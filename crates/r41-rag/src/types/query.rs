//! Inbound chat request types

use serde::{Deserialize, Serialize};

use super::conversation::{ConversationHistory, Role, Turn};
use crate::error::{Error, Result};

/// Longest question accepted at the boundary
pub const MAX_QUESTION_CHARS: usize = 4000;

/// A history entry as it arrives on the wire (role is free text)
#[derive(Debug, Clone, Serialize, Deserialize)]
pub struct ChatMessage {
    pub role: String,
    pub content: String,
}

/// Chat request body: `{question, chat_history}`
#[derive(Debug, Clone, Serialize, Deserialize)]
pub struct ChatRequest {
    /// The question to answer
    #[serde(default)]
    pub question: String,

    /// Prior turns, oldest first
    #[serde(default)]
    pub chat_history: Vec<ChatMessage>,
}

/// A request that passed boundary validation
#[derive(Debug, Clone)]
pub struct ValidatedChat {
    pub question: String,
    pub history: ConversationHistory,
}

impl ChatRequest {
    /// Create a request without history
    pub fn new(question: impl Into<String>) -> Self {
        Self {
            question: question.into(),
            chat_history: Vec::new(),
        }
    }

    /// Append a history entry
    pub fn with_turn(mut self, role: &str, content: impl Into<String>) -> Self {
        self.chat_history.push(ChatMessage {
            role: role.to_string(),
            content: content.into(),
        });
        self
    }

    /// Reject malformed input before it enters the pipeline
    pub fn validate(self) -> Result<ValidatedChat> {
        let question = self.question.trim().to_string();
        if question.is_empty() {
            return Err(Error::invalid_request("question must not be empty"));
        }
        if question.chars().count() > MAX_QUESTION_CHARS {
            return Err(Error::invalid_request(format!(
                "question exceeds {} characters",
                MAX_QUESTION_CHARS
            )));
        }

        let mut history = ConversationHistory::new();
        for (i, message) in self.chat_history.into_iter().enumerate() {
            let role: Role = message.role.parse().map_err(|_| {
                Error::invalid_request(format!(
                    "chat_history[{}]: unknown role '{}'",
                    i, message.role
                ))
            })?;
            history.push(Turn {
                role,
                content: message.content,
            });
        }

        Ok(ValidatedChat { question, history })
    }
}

···

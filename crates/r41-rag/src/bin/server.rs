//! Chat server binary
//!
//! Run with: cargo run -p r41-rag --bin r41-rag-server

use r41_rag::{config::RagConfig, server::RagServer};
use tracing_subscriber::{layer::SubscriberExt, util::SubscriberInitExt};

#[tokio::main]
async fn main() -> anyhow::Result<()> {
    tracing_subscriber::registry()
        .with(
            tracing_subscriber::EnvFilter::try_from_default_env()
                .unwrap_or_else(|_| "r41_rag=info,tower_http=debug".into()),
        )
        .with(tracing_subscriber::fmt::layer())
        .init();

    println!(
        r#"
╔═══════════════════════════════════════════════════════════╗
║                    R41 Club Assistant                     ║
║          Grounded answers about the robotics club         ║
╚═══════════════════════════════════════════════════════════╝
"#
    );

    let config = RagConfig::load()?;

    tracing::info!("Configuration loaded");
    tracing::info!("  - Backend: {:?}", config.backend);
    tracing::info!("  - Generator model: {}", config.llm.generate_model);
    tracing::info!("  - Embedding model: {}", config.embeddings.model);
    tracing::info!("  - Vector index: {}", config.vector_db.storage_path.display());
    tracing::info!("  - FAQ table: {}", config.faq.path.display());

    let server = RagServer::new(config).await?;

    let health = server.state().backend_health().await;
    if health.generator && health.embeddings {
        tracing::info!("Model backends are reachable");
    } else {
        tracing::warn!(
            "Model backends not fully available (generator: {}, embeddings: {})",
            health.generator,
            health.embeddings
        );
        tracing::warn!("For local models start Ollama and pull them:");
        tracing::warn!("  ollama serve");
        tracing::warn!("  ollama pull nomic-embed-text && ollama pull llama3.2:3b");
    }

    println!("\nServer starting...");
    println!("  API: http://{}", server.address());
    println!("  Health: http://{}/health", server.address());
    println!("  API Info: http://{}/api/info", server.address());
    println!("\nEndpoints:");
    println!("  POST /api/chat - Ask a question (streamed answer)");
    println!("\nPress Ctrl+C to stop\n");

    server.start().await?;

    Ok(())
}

···

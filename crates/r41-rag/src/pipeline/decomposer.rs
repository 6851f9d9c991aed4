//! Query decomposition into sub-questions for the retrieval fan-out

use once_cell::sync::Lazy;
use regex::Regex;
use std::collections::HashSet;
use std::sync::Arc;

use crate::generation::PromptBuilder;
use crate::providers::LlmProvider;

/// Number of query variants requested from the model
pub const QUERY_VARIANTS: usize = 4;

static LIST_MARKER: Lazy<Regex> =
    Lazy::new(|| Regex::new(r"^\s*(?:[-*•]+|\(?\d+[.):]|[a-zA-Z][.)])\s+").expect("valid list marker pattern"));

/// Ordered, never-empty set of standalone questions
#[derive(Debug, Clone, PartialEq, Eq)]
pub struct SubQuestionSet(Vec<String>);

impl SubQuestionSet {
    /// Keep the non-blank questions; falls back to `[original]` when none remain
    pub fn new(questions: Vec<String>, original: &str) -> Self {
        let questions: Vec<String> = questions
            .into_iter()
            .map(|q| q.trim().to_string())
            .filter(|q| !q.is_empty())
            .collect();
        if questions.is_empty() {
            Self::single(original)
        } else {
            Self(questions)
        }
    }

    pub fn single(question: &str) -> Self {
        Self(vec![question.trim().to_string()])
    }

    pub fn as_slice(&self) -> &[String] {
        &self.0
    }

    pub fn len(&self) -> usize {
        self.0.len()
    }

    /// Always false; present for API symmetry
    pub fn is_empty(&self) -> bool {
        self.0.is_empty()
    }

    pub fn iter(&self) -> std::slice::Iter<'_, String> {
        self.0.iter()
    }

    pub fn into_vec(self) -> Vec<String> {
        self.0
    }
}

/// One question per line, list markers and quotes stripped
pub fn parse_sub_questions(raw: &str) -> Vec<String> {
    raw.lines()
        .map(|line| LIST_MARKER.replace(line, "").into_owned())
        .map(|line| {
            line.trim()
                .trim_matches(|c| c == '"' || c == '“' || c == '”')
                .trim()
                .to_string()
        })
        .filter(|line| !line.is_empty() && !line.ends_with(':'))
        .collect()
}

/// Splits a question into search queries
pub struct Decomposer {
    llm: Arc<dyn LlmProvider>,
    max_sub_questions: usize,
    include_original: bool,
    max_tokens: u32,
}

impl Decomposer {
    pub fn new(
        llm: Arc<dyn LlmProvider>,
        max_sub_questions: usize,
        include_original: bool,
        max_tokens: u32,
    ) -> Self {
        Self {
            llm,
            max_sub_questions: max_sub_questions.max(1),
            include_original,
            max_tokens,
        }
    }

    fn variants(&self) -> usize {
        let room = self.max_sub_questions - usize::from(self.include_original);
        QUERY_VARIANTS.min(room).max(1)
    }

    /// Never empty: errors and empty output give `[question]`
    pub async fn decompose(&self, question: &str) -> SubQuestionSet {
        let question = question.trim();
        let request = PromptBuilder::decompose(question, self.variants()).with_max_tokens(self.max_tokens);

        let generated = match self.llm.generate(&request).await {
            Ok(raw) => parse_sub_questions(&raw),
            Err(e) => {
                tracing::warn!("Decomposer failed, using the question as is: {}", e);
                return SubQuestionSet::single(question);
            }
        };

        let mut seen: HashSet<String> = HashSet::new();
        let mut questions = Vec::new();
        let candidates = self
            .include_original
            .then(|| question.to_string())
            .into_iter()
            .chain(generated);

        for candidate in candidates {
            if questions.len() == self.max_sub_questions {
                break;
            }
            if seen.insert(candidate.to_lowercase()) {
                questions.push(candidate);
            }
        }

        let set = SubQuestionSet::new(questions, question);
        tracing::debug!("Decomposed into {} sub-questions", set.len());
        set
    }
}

···

**Assignment:** Once the line with "self.0.is_empty()" is found in the records above, print exactly that line and every line after it through the line with "and quotes stripped".

**Finished task:**
        self.0.is_empty()
    }

    pub fn iter(&self) -> std::slice::Iter<'_, String> {
        self.0.iter()
    }

    pub fn into_vec(self) -> Vec<String> {
        self.0
    }
}

/// One question per line, list markers and quotes stripped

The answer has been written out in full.